Allen Ginsberg, whose epic poem gave its name to the festival, once described the East Village with a kind of poetic reportage:
"I saw the best minds of my generation destroyed by madness, starving hysterical naked, dragging themselves through the negro streets at dawn looking for a fix, angelheaded hipsters burning for the ancient heavenly connection to the starry dynamo in the machinery of night."

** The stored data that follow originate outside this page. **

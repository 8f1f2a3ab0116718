//! # Supervisor configuration.
//!
//! Provides [`SupervisorConfig`] centralized settings for one supervisor run.
//!
//! Values are expected to be already resolved by the embedding application
//! (config files, env, flags); the supervisor only validates them.
//!
//! ## Invalid values
//! - `deadline = 0s` is rejected (a zero budget would time out every shutdown)
//! - `signals = []` is rejected (the run could never leave `Running`)
//! - `bus_capacity = 0` is accepted and clamped to 1
//! - deadlines too large for an `Instant` (e.g. `Duration::MAX`) are accepted and capped

use std::time::Duration;

use crate::error::RuntimeError;
use crate::signals::Signal;

/// Configuration for the supervisor runtime.
///
/// ## Field semantics
/// - `deadline`: per-unit shutdown budget, measured from the cancellation fan-out
/// - `signals`: OS signals that start the shutdown (used by the default [`OsSignals`](crate::OsSignals) source)
/// - `bus_capacity`: lower bound for the event bus ring buffer (grown to fit the registered units)
#[derive(Clone, Debug)]
pub struct SupervisorConfig {
    /// Maximum time each unit gets to shut down gracefully.
    ///
    /// Every unit gets the full budget independently; one slow unit does not
    /// shorten or extend another's.
    pub deadline: Duration,

    /// Signals that wake the supervisor.
    ///
    /// Ignored when a custom [`SignalSource`](crate::SignalSource) is installed.
    pub signals: Vec<Signal>,

    /// Minimum capacity of the event bus broadcast channel ring buffer.
    ///
    /// A run uses at least enough capacity for every unit's lifecycle events.
    pub bus_capacity: usize,
}

impl SupervisorConfig {
    /// Returns a config with the given deadline in whole seconds and defaults elsewhere.
    pub fn with_deadline_secs(secs: u64) -> Self {
        Self {
            deadline: Duration::from_secs(secs),
            ..Self::default()
        }
    }

    /// Returns a bus capacity clamped to a minimum of 1.
    #[inline]
    pub fn bus_capacity_clamped(&self) -> usize {
        self.bus_capacity.max(1)
    }

    /// Checks the config for values the supervisor cannot run with.
    ///
    /// # Example
    /// ```
    /// use std::time::Duration;
    /// use unitvisor::SupervisorConfig;
    ///
    /// let mut cfg = SupervisorConfig::default();
    /// assert!(cfg.validate().is_ok());
    ///
    /// cfg.deadline = Duration::ZERO;
    /// assert!(cfg.validate().is_err());
    /// ```
    pub fn validate(&self) -> Result<(), RuntimeError> {
        if self.deadline.is_zero() {
            return Err(RuntimeError::InvalidConfig {
                reason: "shutdown deadline must be greater than zero".to_string(),
            });
        }
        if self.signals.is_empty() {
            return Err(RuntimeError::InvalidConfig {
                reason: "at least one termination signal is required".to_string(),
            });
        }
        Ok(())
    }
}

impl Default for SupervisorConfig {
    /// Default configuration:
    ///
    /// - `deadline = 10s`
    /// - `signals = [Interrupt, Terminate]`
    /// - `bus_capacity = 1024`
    fn default() -> Self {
        Self {
            deadline: Duration::from_secs(10),
            signals: vec![Signal::Interrupt, Signal::Terminate],
            bus_capacity: 1024,
        }
    }
}

#[cfg(test)]
mod tests {
    use super::*;

    #[test]
    fn test_default_is_valid() {
        let cfg = SupervisorConfig::default();
        assert!(cfg.validate().is_ok());
        assert_eq!(cfg.deadline, Duration::from_secs(10));
        assert_eq!(cfg.signals, vec![Signal::Interrupt, Signal::Terminate]);
    }

    #[test]
    fn test_zero_deadline_rejected() {
        let cfg = SupervisorConfig::with_deadline_secs(0);
        let err = cfg.validate().unwrap_err();
        assert_eq!(err.as_label(), "runtime_invalid_config");
    }

    #[test]
    fn test_empty_signal_set_rejected() {
        let cfg = SupervisorConfig {
            signals: Vec::new(),
            ..SupervisorConfig::default()
        };
        assert!(cfg.validate().is_err());
    }

    #[test]
    fn test_bus_capacity_clamped() {
        let cfg = SupervisorConfig {
            bus_capacity: 0,
            ..SupervisorConfig::default()
        };
        assert_eq!(cfg.bus_capacity_clamped(), 1);
        assert!(cfg.validate().is_ok());
    }
}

To which the latte generation might respond: Whatever.
Where's the Starbucks?
That's the big fat thought cloud that loomed over this particular exercise in brilliant excess: Was this just a psychedelic memory lane? Just last week, the Village Voice declared the bohemian West Village as dead as that T. Rex at the American Museum of Natural History. When there's a German beer garden on Avenue A and developers retail $1.15 million Viking-stoved, Thai-bamboo-floored condos with really excellent views of the Jacob Riis projects, can the East Village avant-garde still be avant?
Is this a celebration of what is, or what was?
"We've seen it's possible to take neighborhoods and turn them into theme parks," said Bob Holman of the Bowery Poetry Club, who recently hosted the American debut of the poet laureate of Yemen and led a reading of Ginsberg's "Howl" in Tompkins Square on Friday night.
"We're saying, 'No thanks, we'll hang on to our own neighborhood.' "
Penny Arcade, a fifty-something blond performance artist who cavorted with Andy Warhol, is more sardonic. She's been at too many dinners where conversations begin with the words: Do you know how much the co-op next door sold for!?